== What you are asked to do ==
Return only that part of the material below which starts with the line containing "shape resets the" and goes on through the line containing "if self.shape() == shape", restated exactly.

== Given records ==
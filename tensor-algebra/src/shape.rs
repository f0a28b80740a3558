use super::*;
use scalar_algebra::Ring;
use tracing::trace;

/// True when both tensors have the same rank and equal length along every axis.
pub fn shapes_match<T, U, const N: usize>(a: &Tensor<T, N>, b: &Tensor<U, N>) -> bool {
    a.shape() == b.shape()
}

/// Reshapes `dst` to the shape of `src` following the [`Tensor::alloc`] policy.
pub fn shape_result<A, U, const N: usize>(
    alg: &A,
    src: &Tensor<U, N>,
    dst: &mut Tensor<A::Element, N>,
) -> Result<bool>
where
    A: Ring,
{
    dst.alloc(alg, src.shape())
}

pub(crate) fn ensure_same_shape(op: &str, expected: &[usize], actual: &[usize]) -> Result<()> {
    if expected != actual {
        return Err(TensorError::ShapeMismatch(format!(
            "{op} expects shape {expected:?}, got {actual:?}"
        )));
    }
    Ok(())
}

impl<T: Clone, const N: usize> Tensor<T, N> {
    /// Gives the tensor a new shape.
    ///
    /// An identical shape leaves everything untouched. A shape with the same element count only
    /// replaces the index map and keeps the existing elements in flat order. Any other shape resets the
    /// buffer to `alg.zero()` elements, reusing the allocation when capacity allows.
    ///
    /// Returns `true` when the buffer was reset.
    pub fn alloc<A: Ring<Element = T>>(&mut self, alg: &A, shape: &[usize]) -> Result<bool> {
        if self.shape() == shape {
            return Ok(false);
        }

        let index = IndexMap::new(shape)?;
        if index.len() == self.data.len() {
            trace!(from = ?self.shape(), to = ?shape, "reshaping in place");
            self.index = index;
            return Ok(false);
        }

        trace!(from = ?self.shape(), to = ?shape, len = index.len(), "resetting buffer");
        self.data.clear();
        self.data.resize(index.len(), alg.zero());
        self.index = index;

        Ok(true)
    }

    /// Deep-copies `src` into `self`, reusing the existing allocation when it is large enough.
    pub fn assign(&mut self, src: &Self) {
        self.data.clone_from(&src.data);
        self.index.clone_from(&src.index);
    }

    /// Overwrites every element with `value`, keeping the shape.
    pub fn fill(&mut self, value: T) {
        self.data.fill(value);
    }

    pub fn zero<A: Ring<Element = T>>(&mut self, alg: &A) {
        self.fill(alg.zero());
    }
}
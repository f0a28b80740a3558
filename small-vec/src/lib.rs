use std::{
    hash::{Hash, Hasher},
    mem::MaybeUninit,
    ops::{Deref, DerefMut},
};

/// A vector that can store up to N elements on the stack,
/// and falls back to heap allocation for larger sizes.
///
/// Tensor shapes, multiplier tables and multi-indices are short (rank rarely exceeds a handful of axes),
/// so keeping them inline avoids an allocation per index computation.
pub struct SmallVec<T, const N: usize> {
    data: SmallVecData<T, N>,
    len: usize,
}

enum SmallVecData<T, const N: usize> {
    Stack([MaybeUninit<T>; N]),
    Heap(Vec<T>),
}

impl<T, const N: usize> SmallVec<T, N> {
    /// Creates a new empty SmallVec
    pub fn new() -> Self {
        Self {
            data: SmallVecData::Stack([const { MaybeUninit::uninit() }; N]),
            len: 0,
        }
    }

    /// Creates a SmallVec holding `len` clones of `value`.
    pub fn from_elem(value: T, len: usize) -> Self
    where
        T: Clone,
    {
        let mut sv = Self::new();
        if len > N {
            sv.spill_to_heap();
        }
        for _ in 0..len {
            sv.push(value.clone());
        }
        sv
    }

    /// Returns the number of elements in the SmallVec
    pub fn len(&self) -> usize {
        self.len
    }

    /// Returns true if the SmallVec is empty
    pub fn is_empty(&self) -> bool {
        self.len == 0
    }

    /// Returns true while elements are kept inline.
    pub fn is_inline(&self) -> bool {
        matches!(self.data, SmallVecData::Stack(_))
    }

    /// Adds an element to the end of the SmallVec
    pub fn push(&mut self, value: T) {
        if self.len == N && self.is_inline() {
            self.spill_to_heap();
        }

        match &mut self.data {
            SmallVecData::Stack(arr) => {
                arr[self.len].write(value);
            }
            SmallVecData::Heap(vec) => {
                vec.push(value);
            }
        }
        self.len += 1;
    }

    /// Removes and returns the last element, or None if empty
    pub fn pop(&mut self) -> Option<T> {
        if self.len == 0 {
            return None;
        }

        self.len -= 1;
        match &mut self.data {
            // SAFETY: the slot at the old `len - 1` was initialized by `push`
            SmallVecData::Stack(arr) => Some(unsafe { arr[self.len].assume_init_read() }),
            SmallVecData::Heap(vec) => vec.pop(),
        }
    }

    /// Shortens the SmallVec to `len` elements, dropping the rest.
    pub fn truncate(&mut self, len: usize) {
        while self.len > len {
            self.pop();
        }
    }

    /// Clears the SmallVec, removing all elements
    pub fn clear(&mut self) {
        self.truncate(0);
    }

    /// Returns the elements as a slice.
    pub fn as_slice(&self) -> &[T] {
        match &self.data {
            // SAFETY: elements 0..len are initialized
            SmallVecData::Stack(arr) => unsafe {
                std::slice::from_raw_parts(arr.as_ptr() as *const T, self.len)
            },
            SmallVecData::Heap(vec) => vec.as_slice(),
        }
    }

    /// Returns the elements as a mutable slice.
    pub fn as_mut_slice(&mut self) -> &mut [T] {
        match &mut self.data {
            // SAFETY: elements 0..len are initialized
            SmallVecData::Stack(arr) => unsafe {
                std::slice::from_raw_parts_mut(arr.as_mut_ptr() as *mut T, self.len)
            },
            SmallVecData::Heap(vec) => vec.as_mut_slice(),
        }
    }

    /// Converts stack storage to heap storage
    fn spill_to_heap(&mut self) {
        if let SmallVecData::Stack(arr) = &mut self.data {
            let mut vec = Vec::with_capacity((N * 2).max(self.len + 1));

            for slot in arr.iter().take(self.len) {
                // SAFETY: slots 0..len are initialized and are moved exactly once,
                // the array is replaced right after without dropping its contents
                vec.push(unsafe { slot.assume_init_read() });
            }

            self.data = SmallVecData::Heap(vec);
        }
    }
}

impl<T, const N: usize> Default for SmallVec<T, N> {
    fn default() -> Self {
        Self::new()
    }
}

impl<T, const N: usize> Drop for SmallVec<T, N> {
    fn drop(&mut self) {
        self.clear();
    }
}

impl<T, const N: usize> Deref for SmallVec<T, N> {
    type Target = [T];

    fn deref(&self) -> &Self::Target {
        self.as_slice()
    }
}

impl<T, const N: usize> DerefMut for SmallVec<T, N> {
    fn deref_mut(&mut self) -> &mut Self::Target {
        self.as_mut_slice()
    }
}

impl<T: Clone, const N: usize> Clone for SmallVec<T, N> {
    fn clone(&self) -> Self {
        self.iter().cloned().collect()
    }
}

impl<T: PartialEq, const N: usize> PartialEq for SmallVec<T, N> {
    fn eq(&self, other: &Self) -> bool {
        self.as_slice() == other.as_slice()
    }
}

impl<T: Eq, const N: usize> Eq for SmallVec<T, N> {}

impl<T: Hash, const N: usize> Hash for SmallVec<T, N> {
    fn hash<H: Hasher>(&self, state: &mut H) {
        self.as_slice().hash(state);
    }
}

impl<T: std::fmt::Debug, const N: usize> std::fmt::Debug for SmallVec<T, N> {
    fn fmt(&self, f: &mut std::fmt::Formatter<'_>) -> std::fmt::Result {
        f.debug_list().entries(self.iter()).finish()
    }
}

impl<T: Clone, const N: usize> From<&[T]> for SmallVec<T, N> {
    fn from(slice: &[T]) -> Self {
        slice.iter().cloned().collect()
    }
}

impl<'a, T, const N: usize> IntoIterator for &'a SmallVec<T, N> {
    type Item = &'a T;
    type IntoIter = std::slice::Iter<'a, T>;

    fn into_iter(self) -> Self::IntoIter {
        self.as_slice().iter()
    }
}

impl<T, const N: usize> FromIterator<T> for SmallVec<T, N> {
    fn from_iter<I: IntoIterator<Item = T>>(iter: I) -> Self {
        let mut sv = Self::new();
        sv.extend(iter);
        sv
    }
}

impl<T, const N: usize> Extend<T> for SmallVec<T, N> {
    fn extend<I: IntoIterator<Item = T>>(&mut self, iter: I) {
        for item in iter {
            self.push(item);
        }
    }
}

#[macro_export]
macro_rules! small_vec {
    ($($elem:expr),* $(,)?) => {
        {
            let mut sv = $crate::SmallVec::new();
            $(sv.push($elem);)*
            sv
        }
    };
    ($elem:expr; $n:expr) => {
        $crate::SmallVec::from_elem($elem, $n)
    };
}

== Exercise output ==
    /// replaces the index map and keeps the existing elements in flat order. Any other shape resets the
    /// buffer to `alg.zero()` elements, reusing the allocation when capacity allows.
    ///
    /// Returns `true` when the buffer was reset.
    pub fn alloc<A: Ring<Element = T>>(&mut self, alg: &A, shape: &[usize]) -> Result<bool> {
        if self.shape() == shape {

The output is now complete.